Raid recovery. Help wanted!

Linux RAID subsystem development
 help / color / mirror / Atom feed

* Raid recovery. Help wanted!
@ 2013-04-21 16:16 Evgeny Koryanov
  2013-04-21 16:40 ` Mathias Burén
  0 siblings, 1 reply; 4+ messages in thread
From: Evgeny Koryanov @ 2013-04-21 16:16 UTC (permalink / raw)
  To: linux-raid@vger.kernel.org

Hello everybody!

Yesterday I met a problem with one of raid5 arrays build by mdadm on 
three (sd[bcd]) 1.5T devices.
I found array in degraded state with sdd fail.
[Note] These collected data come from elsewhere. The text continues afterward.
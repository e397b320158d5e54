//! Generation and lookup use cases as request/response pairs.
//!
//! # Invariants
//! - Never panics; every failure becomes a response with a stable body.
//! - Authorization is checked before the body is looked at.
//! - Unpublished and missing pages produce the same 404.
//! - Each call opens its own store connection; nothing is shared across calls.

use chrono::{DateTime, SecondsFormat};
use log::{error, warn};
use pagegen_core::db::open_db;
use pagegen_core::{
    AppConfig, ClientError, CompletionClient, ErrorKind, GenerateError, Generator,
    GeneratorConfig, OpenAiChatClient, Page, PageReader, PageService, PageServiceError,
    Principal, RenderContext, SlugAllocator, SqlitePageRepository,
};
use serde_json::{json, Value};
use std::fmt::Display;
use std::path::{Path, PathBuf};

pub const CONTENT_TYPE_JSON: &str = "application/json";
pub const CONTENT_TYPE_HTML: &str = "text/html; charset=utf-8";

const UNAUTHORIZED: &str = "Unauthorized";
const PROMPT_REQUIRED: &str = "Prompt is required";
const NOT_FOUND: &str = "not found";

/// Response envelope: status code, content type and body text.
#[derive(Debug, Clone, PartialEq, Eq)]
pub struct ApiResponse {
    pub status: u16,
    pub content_type: &'static str,
    pub body: String,
}

impl ApiResponse {
    fn json(status: u16, body: Value) -> Self {
        Self {
            status,
            content_type: CONTENT_TYPE_JSON,
            body: body.to_string(),
        }
    }

    fn html(body: String) -> Self {
        Self {
            status: 200,
            content_type: CONTENT_TYPE_HTML,
            body,
        }
    }

    fn message(status: u16, message: &str) -> Self {
        Self::json(status, json!({ "error": message }))
    }

    fn failure(kind: ErrorKind, message: impl Display) -> Self {
        let status = if kind.is_client_error() { 400 } else { 500 };
        Self::json(
            status,
            json!({ "error": message.to_string(), "kind": kind.code() }),
        )
    }

    pub fn is_success(&self) -> bool {
        (200..300).contains(&self.status)
    }
}

/// Page API bound to one store location and completion configuration.
#[derive(Debug, Clone)]
pub struct PageApi {
    db_path: PathBuf,
    generator: GeneratorConfig,
}

impl PageApi {
    pub fn new(db_path: impl Into<PathBuf>, generator: GeneratorConfig) -> Self {
        Self {
            db_path: db_path.into(),
            generator,
        }
    }

    pub fn from_config(config: &AppConfig) -> Self {
        Self::new(config.db_path.clone(), config.generator.clone())
    }

    pub fn db_path(&self) -> &Path {
        &self.db_path
    }

    /// Generates and publishes a page using the configured completion service.
    pub fn generate(&self, principal: Option<&Principal>, body: &str) -> ApiResponse {
        self.generate_with(principal, body, OpenAiChatClient::new)
    }

    /// Same as [`PageApi::generate`] with a caller-supplied client constructor.
    ///
    /// `connect` only runs once the request is authorized and carries a prompt.
    pub fn generate_with<C, F>(
        &self,
        principal: Option<&Principal>,
        body: &str,
        connect: F,
    ) -> ApiResponse
    where
        C: CompletionClient,
        F: FnOnce(&GeneratorConfig) -> Result<C, ClientError>,
    {
        let Some(principal) = principal else {
            return ApiResponse::message(401, UNAUTHORIZED);
        };
        let Some(prompt) = extract_prompt(body) else {
            return ApiResponse::message(400, PROMPT_REQUIRED);
        };

        let client = match connect(&self.generator) {
            Ok(client) => client,
            Err(err) => {
                let err = PageServiceError::from(GenerateError::from(err));
                error!(
                    "event=api_generate module=api status=error owner={} error_code={}",
                    principal.id,
                    err.kind().code()
                );
                return ApiResponse::failure(err.kind(), err);
            }
        };

        let conn = match open_db(&self.db_path) {
            Ok(conn) => conn,
            Err(err) => return store_unavailable("api_generate", err),
        };
        let service = PageService::new(
            Generator::new(client, &self.generator),
            SlugAllocator::new(SqlitePageRepository::new(&conn)),
        );

        match service.create_page(&prompt, principal) {
            Ok(page) => page_response(&page),
            Err(err) => ApiResponse::failure(err.kind(), err),
        }
    }

    /// Published page for `slug` as JSON.
    pub fn lookup(&self, slug: &str) -> ApiResponse {
        match self.find_published(slug) {
            Ok(Some(page)) => page_response(&page),
            Ok(None) => ApiResponse::message(404, NOT_FOUND),
            Err(response) => response,
        }
    }

    /// Published page for `slug` as a standalone HTML document.
    pub fn page_html(&self, slug: &str) -> ApiResponse {
        self.page_html_in(slug, &RenderContext::current())
    }

    pub fn page_html_in(&self, slug: &str, ctx: &RenderContext) -> ApiResponse {
        match self.find_published(slug) {
            Ok(Some(page)) => ApiResponse::html(pagegen_core::render(&page, ctx).to_html()),
            Ok(None) => ApiResponse::message(404, NOT_FOUND),
            Err(response) => response,
        }
    }

    fn find_published(&self, slug: &str) -> Result<Option<Page>, ApiResponse> {
        let conn = open_db(&self.db_path).map_err(|err| store_unavailable("api_lookup", err))?;
        let reader = PageReader::new(SqlitePageRepository::new(&conn));
        reader.find_published(slug).map_err(|err| {
            warn!(
                "event=api_lookup module=api status=error error_code={}",
                err.kind().code()
            );
            ApiResponse::failure(err.kind(), err)
        })
    }
}

/// Non-empty trimmed `prompt` string from a JSON object body.
fn extract_prompt(body: &str) -> Option<String> {
    let value: Value = serde_json::from_str(body).ok()?;
    let prompt = value.get("prompt")?.as_str()?.trim();
    (!prompt.is_empty()).then(|| prompt.to_string())
}

fn page_response(page: &Page) -> ApiResponse {
    match page_json(page) {
        Ok(body) => ApiResponse::json(200, body),
        Err(err) => ApiResponse::failure(ErrorKind::StoreUnavailable, err),
    }
}

fn page_json(page: &Page) -> Result<Value, serde_json::Error> {
    Ok(json!({
        "id": page.id.to_string(),
        "title": page.title,
        "slug": page.slug,
        "description": page.description,
        "content": serde_json::to_value(&page.content)?,
        "published": page.published,
        "createdAt": created_at_rfc3339(page.created_at),
    }))
}

fn created_at_rfc3339(created_at_ms: i64) -> String {
    DateTime::from_timestamp_millis(created_at_ms)
        .map(|at| at.to_rfc3339_opts(SecondsFormat::Millis, true))
        .unwrap_or_default()
}

fn store_unavailable(event: &str, err: impl Display) -> ApiResponse {
    error!("event={event} module=api status=error error_code=store_unavailable error={err}");
    ApiResponse::failure(ErrorKind::StoreUnavailable, format!("page store unavailable: {err}"))
}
Drive becomes fail state 
after power jump.
Server supplied by UPS but this seems was not good enough - server was 
not rebooted but one drive as I said becomes fail state.
I simply reattaches it and array started rebuilding but fails after 
couple of %'s passed with sdc becomes fail!!!
I assemble array again with sd[bc] and tried to attach sdd again: 
picture repeated rebuild fails.
So I have sdb in sync state, sdc - failed and sdd spare. I checked 
SMARTs of drives to understand reason of such behavior and
found it clean on all devices. Than I tried to dd if=/dev/sd[bcd] 
of=/dev/null and found that dd also fails with IO error.
After dd bad blocks started appears in SMART :)
Finally I have:
sdb - sync
sdc - fail
sdd - spare
states and a number of bads on each hdd in random places...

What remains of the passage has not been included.